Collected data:
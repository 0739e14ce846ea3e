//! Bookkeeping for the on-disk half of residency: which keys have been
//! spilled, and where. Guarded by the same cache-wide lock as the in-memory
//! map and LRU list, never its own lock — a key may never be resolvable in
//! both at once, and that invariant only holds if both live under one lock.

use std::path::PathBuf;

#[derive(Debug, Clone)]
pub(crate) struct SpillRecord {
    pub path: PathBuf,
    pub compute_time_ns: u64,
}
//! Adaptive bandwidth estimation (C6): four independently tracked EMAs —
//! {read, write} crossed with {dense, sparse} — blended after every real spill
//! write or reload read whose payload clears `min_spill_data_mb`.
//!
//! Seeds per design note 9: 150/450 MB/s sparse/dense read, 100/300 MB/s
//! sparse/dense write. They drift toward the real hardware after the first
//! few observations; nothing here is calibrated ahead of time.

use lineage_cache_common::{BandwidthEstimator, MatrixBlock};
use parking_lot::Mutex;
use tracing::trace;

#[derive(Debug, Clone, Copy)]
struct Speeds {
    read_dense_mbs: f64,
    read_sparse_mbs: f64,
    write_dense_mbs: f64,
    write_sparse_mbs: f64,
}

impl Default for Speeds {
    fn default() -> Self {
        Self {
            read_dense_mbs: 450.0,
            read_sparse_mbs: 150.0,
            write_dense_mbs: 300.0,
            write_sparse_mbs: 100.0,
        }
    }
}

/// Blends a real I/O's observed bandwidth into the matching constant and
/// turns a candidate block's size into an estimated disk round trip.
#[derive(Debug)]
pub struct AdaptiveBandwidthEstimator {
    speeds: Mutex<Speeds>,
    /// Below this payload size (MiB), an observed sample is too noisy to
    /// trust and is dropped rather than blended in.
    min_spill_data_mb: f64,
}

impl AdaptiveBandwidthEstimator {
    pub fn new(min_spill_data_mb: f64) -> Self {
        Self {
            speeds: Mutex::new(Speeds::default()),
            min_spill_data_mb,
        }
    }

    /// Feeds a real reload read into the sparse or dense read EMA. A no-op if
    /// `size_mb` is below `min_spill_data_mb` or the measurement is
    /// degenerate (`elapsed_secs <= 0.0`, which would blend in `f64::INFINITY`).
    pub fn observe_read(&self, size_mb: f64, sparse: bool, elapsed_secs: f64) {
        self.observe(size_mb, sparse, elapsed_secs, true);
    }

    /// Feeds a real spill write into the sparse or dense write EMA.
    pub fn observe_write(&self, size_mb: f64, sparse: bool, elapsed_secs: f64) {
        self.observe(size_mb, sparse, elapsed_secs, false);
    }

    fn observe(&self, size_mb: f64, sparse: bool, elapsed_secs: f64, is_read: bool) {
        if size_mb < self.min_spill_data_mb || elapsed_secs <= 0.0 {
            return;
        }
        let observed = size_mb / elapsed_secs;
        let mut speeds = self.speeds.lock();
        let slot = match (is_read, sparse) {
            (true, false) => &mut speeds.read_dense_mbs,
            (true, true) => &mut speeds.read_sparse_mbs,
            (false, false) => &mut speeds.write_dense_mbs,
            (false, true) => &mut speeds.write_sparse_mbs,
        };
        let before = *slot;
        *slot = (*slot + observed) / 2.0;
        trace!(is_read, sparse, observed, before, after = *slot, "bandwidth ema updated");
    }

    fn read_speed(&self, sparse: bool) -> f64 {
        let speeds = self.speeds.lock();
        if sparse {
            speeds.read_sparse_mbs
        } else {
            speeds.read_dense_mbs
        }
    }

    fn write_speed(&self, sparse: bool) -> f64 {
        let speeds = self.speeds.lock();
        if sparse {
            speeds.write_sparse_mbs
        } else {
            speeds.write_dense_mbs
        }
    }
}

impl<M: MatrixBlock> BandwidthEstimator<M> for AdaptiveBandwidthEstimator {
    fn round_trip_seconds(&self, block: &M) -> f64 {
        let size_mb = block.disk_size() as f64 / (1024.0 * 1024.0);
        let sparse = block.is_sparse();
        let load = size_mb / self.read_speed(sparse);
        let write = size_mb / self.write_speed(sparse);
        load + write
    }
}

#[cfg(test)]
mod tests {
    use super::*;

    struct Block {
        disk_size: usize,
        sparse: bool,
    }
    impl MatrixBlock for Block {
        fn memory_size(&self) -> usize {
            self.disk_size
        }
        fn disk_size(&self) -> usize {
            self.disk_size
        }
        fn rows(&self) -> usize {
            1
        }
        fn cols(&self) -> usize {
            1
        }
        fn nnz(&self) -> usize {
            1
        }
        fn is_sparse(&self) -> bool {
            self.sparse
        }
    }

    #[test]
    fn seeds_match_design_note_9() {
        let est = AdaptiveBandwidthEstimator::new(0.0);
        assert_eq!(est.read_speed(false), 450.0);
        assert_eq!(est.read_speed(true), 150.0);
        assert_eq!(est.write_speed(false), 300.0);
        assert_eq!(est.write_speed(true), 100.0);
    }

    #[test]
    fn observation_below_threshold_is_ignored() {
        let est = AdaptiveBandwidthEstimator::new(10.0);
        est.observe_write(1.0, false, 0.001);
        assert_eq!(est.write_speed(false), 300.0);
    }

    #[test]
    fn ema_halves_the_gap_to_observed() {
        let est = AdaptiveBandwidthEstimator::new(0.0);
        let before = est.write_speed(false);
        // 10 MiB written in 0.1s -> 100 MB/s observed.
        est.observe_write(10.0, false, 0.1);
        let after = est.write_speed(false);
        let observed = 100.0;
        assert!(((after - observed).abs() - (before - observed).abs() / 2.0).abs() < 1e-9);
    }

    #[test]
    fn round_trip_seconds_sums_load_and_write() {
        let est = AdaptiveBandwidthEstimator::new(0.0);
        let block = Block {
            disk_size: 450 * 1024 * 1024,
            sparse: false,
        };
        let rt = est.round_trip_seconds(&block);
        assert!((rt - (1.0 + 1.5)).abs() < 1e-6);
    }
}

> WHAT TO DO:
Lines containing the word "reload" are to be pulled from the records and copied.

> YOUR RESPONSE:
//! write or reload read whose payload clears `min_spill_data_mb`.
    /// Feeds a real reload read into the sparse or dense read EMA. A no-op if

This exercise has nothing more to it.